The Chinese event flagged by Macquarie is a possible change in the way subsidies are calculated for consumers buying electric cars, with the energy density in batteries having to reach 140-watt hours per kilogram for a subsidy to apply rather than the current 120Wh/kg.

The increase, which could become law from as soon as January 1, will favour big battery makers and their suppliers, which are generally big lithium miners able to deliver the tonnage required at the grade demanded.

Macquarie reckons Pilbara shares are heading for $1.20, while Altura could trade around 19c, which is actually up 1c on where the stock was yesterday.

Other sectors of the market delivered mixed performances, though the overall trend was up, modestly.

Saracen and Bellevue led the gold sector early in the week with both touching 12-month share price highs. Saracen hit $2.56 on Wednesday as the gold price moved up in the hours after the US election result when uncertainty prevailed. It closed yesterday at $2.46, down 6c over the week.

Bellevue did better, hanging on to some of its rise after hitting a Wednesday peak of 49c. It closed yesterday at 44c for a gain of 3c.

Stocks on the losing side of the ledger included Ausdrill, which paid a hefty price for missing out on the renewal of its contract covering the Edikan gold mine of Perseus Mining in Ghana. Ausdrill’s share price slid 14c to $1.46, up on the 12-month low of $1.39 reached midweek.

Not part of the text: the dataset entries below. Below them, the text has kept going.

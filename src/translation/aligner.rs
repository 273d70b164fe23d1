//! # Response Aligner
//!
//! Turns the free-text service response back into one translation per input
//! position. Two pure stages:
//!
//! 1. [`tokenize_numbered_lines`] picks `<digits>. <text>` lines out of the
//!    response and ignores everything else.
//! 2. [`reconcile`] matches those candidates against the expected length and
//!    falls back to the source title wherever a position was not returned.
//!
//! The output always has exactly one entry per source title.

use std::collections::BTreeMap;

/// A `<digits>. <text>` line from the response
#[derive(Debug, Clone, PartialEq, Eq)]
pub struct NumberedLine {
    /// 1-based position claimed by the line
    pub position: usize,
    pub text: String,
}

/// How well a response lined up with its batch
#[derive(Debug, Clone, Default, PartialEq, Eq)]
pub struct AlignmentReport {
    pub expected: usize,
    /// Positions that received parsed text
    pub parsed: usize,
    /// 1-based positions filled with the source title
    pub missing_positions: Vec<usize>,
    /// Numbered lines whose number fell outside `1..=expected`
    pub stray_lines: usize,
}

impl AlignmentReport {
    pub fn is_complete(&self) -> bool {
        self.missing_positions.is_empty()
    }

    pub fn shortfall(&self) -> usize {
        self.missing_positions.len()
    }
}

#[derive(Debug, Clone, PartialEq, Eq)]
pub struct AlignedBatch {
    /// One text per source position, in source order
    pub texts: Vec<String>,
    pub report: AlignmentReport,
}

/// Stage 1: extract numbered candidates, in response order
pub fn tokenize_numbered_lines(response: &str) -> Vec<NumberedLine> {
    response.lines().filter_map(parse_numbered_line).collect()
}

fn parse_numbered_line(line: &str) -> Option<NumberedLine> {
    let line = line.trim();
    let digits_end = line
        .char_indices()
        .find(|(_, c)| !c.is_ascii_digit())
        .map(|(idx, _)| idx)?;
    if digits_end == 0 {
        return None;
    }
    let rest = line[digits_end..].strip_prefix(". ")?;
    let text = rest.trim();
    if text.is_empty() {
        return None;
    }
    // Absurdly long numbers can never be in range
    let position = line[..digits_end].parse::<usize>().unwrap_or(usize::MAX);
    Some(NumberedLine {
        position,
        text: text.to_string(),
    })
}

/// Stage 2: one text per source position; the last duplicate of a number wins
pub fn reconcile<S: AsRef<str>>(sources: &[S], lines: Vec<NumberedLine>) -> AlignedBatch {
    let expected = sources.len();
    let mut by_position: BTreeMap<usize, String> = BTreeMap::new();
    let mut stray_lines = 0;

    for line in lines {
        if (1..=expected).contains(&line.position) {
            by_position.insert(line.position, line.text);
        } else {
            stray_lines += 1;
        }
    }

    let mut missing_positions = Vec::new();
    let texts = sources
        .iter()
        .enumerate()
        .map(|(idx, source)| {
            let position = idx + 1;
            by_position.remove(&position).unwrap_or_else(|| {
                missing_positions.push(position);
                source.as_ref().to_string()
            })
        })
        .collect();

    AlignedBatch {
        texts,
        report: AlignmentReport {
            expected,
            parsed: expected - missing_positions.len(),
            missing_positions,
            stray_lines,
        },
    }
}

/// Both stages in one call
pub fn align<S: AsRef<str>>(sources: &[S], response: &str) -> AlignedBatch {
    reconcile(sources, tokenize_numbered_lines(response))
}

Iron ore stocks had a better week. Even BHP shook off the stigma of its runaway train, adding 2c to $33.34, though BHP is such a big business that one train off the rails is not a share-price mover.

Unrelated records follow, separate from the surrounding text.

//! # Enricher
//!
//! Runs the category backfill and then one translation run against the
//! configured catalog. Everything is driven by `config/enricher-config.yaml`
//! plus `ENRICHER_ENV`, `ENRICHER_PRESET`, `ENRICHER_WORKERS` and
//! `ENRICHER_MAX_BATCHES`.

use anyhow::Context;
use chrono::Utc;
use std::sync::Arc;
use tracing::info;

use enricher_core::classification::{CategoryBackfill, CategoryClassifier};
use enricher_core::config::ConfigManager;
use enricher_core::logging::init_structured_logging;
use enricher_core::orchestration::{PersistenceWriter, TranslationEngine};
use enricher_core::resilience::RetryPolicy;
use enricher_core::store::{PgStoreConnector, StoreConnector};
use enricher_core::translation::OpenAiChatClient;

#[tokio::main]
async fn main() -> anyhow::Result<()> {
    init_structured_logging();

    let manager = ConfigManager::load().context("failed to load configuration")?;
    let config = manager.config();
    let run = config.run.resolve(Utc::now());
    info!(
        environment = manager.environment(),
        preset = %run.preset,
        workers = run.workers,
        "🚀 ENGINE: Starting"
    );

    let connector: Arc<dyn StoreConnector> = Arc::new(PgStoreConnector::new(config.database.clone()));
    let generator = Arc::new(
        OpenAiChatClient::new(&config.text_generation).context("invalid text-generation settings")?,
    );
    let engine = TranslationEngine::from_config(
        config,
        manager.config_directory(),
        run,
        connector.clone(),
        generator,
    )
    .context("failed to configure translation engine")?;

    if config.run.backfill_categories {
        let store = connector
            .connect()
            .await
            .context("failed to connect for category backfill")?;
        let backfill = CategoryBackfill::new(
            CategoryClassifier::new(),
            PersistenceWriter::new(RetryPolicy::from(&config.retry.record)),
        );
        let reclassified = backfill
            .run(store.as_ref())
            .await
            .context("category backfill failed")?;
        println!("{reclassified}");
    } else {
        info!("🏷️ CLASSIFY: Category backfill disabled");
    }

    let summary = engine.run().await.context("translation run failed")?;
    println!("{summary}");

    Ok(())
}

Fortescue Metals, on the other hand, is a classic one-trick pony, benefiting from signs of an easing in the discounts which have hit its revenue. Over the past week, Fortescue rose by 10c to $4.26.

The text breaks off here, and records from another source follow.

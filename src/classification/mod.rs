//! # Classification Module
//!
//! Deterministic category inference and the backfill pass that applies it to
//! records whose category is missing or Uncategorized.

pub mod backfill;
pub mod classifier;

pub use backfill::{CategoryBackfill, ReclassificationSummary};
pub use classifier::{CategoryClassifier, RuleSet};
use std::collections::BTreeMap;
use std::io::{self, Write};

use crate::objects::{ObjId, PdfObject};

/// Low-level PDF serializer. Writes indirect objects to any `Write`
/// target while tracking byte offsets for the cross-reference table.
pub struct PdfWriter<W: Write> {
    writer: W,
    offset: usize,
    offsets: BTreeMap<u32, usize>,
}

impl<W: Write> PdfWriter<W> {
    pub fn new(writer: W) -> Self {
        PdfWriter {
            writer,
            offset: 0,
            offsets: BTreeMap::new(),
        }
    }

    fn write_bytes(&mut self, data: &[u8]) -> io::Result<()> {
        self.writer.write_all(data)?;
        self.offset += data.len();
        Ok(())
    }

    /// `%PDF-1.7` plus a comment of four high bytes so transfer tools
    /// treat the file as binary.
    pub fn write_header(&mut self) -> io::Result<()> {
        self.write_bytes(b"%PDF-1.7\n%\xe2\xe3\xcf\xd3\n")
    }

    /// Write `id` as an indirect object and remember where it starts.
    pub fn write_object(&mut self, id: ObjId, obj: &PdfObject) -> io::Result<()> {
        self.offsets.insert(id.0, self.offset);
        let mut buf = format!("{} {} obj\n", id.0, id.1).into_bytes();
        obj.write_to(&mut buf);
        buf.extend_from_slice(b"\nendobj\n");
        self.write_bytes(&buf)
    }

    /// Cross-reference table, trailer, `startxref` and `%%EOF`.
    ///
    /// Object numbers never written become free entries so the table
    /// stays contiguous from 0.
    pub fn write_trailer(&mut self, root: ObjId, info: Option<ObjId>) -> io::Result<()> {
        let xref_offset = self.offset;
        let size = self.offsets.keys().next_back().map_or(1, |max| max + 1);

        let mut table = format!("xref\n0 {}\n", size).into_bytes();
        // Every entry is exactly 20 bytes including the CRLF.
        table.extend_from_slice(b"0000000000 65535 f\r\n");
        for num in 1..size {
            match self.offsets.get(&num) {
                Some(off) => table.extend_from_slice(format!("{:010} 00000 n\r\n", off).as_bytes()),
                None => table.extend_from_slice(b"0000000000 00000 f\r\n"),
            }
        }

        let mut trailer = format!("trailer\n<< /Size {} /Root {} {} R", size, root.0, root.1);
        if let Some(info) = info {
            trailer.push_str(&format!(" /Info {} {} R", info.0, info.1));
        }
        trailer.push_str(&format!(" >>\nstartxref\n{}\n%%EOF\n", xref_offset));
        table.extend_from_slice(trailer.as_bytes());

        self.write_bytes(&table)?;
        self.writer.flush()
    }

    pub fn into_inner(self) -> W {
        self.writer
    }
}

Mt Gibson, however, was the big iron ore winner with a rise of 9c to 62c as confidence grows in the redevelopment and dewatering of its high-grade Koolan Island mine.

Other price moves and news events of note included:

  • Adriatic Metals rising to a 12-month high of 72c on Wednesday after reporting government approval of an expanded land concession around its Rupice zinc and lead project in Bosnia. The stock eased later in the week to close at 68c for a 6c rise.
  • First Cobalt reversed a year-long slide by adding 6c to 26c after an upbeat presentation to North American investors.
  • Troy Resources added 2c to 12c after reporting encouraging assays from its Ohio Creek gold project in the South American country of Guyana. Best hit was 16 metres at 10.07 grams a tonne, with a 1m slide assaying 93.78g/t from a depth of 2m.
  • Kingston Resources added 0.4c to 2.4c after reporting a 40m-thick section grading 3.17g/t from drilling at its Misima gold project in Papua New Guinea.
  • Calidus reported fresh high-grade drill results from its Warrawoona gold project in WA with a best intersection of 6m at 7.61g/t with 1m in that zone assaying 40.64g/t. On the market Calidus rose by 0.3c to 3.3c.
  • Sipa Resources raised $1.5 million for ongoing work on its promising Paterson Province gold and copper project in WA. On the market, and despite the extra shares being issued, Sipa’s price rose 0.1c to 1.1c thanks to the heightening interest in the Paterson where Rio Tinto is leading the hunt for world-class base metal deposits.
  • Arafura Resources added half-a-cent to 7.5c after announcing plans to build a rare earth separation plant at its Nolans project in the Northern Territory, potentially benefiting from the problems dogging rival Lynas Corporation, which has split its mine and processing plant between Australia and Malaysia.
  • Strandline Resources added 1c to 12c after raising $3 million for its Fungoni titanium minerals project in Tanzania.
  • Trek Metals added 0.2c to 1.2c after encouraging metallurgical test work at its Kroussou project in the African country of Gabon, and
  • Geopacific Resources released the results of a definitive feasibility study into its Woodlark gold project in PNG with a life-of-mine all-in sustaining production cost of $A1033 an ounce thanks to its shallow pits and outcropping soft ore. On the market, the stock added 0.3c to 2.3c.